**Work request:**
Which of the lines in the data below contain the string "types"? Copy each of them.

**Records supplied:**
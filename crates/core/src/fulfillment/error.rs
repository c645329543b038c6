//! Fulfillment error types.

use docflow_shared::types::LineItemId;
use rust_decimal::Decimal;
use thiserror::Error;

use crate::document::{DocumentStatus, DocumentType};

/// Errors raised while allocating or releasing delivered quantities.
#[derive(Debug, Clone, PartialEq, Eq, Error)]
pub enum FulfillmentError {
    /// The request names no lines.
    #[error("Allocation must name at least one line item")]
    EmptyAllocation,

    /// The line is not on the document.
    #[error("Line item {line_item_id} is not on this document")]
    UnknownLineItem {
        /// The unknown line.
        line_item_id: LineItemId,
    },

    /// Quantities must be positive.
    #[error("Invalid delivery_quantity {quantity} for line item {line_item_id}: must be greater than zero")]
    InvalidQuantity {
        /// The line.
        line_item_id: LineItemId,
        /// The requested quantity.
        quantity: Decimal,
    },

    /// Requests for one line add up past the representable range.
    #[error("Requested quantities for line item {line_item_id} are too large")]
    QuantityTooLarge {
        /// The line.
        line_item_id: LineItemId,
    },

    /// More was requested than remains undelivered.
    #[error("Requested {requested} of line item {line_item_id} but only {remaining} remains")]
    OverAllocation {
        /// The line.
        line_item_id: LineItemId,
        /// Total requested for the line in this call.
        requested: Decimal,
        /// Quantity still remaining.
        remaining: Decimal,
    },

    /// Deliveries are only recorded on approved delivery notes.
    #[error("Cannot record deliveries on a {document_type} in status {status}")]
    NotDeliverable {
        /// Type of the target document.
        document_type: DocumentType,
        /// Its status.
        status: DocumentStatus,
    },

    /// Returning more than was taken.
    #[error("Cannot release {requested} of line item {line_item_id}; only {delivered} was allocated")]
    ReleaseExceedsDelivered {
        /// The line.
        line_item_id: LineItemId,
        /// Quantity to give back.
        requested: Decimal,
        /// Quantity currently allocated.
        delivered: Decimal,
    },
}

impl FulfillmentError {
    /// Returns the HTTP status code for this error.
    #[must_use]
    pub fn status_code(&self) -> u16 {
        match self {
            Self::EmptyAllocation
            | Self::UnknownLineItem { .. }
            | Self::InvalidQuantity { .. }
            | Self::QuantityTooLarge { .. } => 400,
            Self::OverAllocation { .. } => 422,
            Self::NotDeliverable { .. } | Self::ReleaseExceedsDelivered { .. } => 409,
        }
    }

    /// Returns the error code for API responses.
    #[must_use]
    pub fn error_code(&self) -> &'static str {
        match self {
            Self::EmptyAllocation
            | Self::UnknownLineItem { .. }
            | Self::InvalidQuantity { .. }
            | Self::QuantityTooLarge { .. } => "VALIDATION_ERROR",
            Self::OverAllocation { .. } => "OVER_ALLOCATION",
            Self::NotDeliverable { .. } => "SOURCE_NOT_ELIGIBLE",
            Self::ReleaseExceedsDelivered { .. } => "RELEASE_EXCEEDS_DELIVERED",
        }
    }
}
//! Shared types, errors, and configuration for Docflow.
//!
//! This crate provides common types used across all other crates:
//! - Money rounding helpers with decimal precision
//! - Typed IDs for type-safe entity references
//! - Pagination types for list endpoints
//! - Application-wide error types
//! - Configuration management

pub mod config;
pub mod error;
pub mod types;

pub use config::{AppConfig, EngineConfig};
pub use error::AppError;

**Result:**
//! Fulfillment error types.
use docflow_shared::types::LineItemId;
//! Shared types, errors, and configuration for Docflow.
//! This crate provides common types used across all other crates:
//! - Pagination types for list endpoints
//! - Application-wide error types
pub mod types;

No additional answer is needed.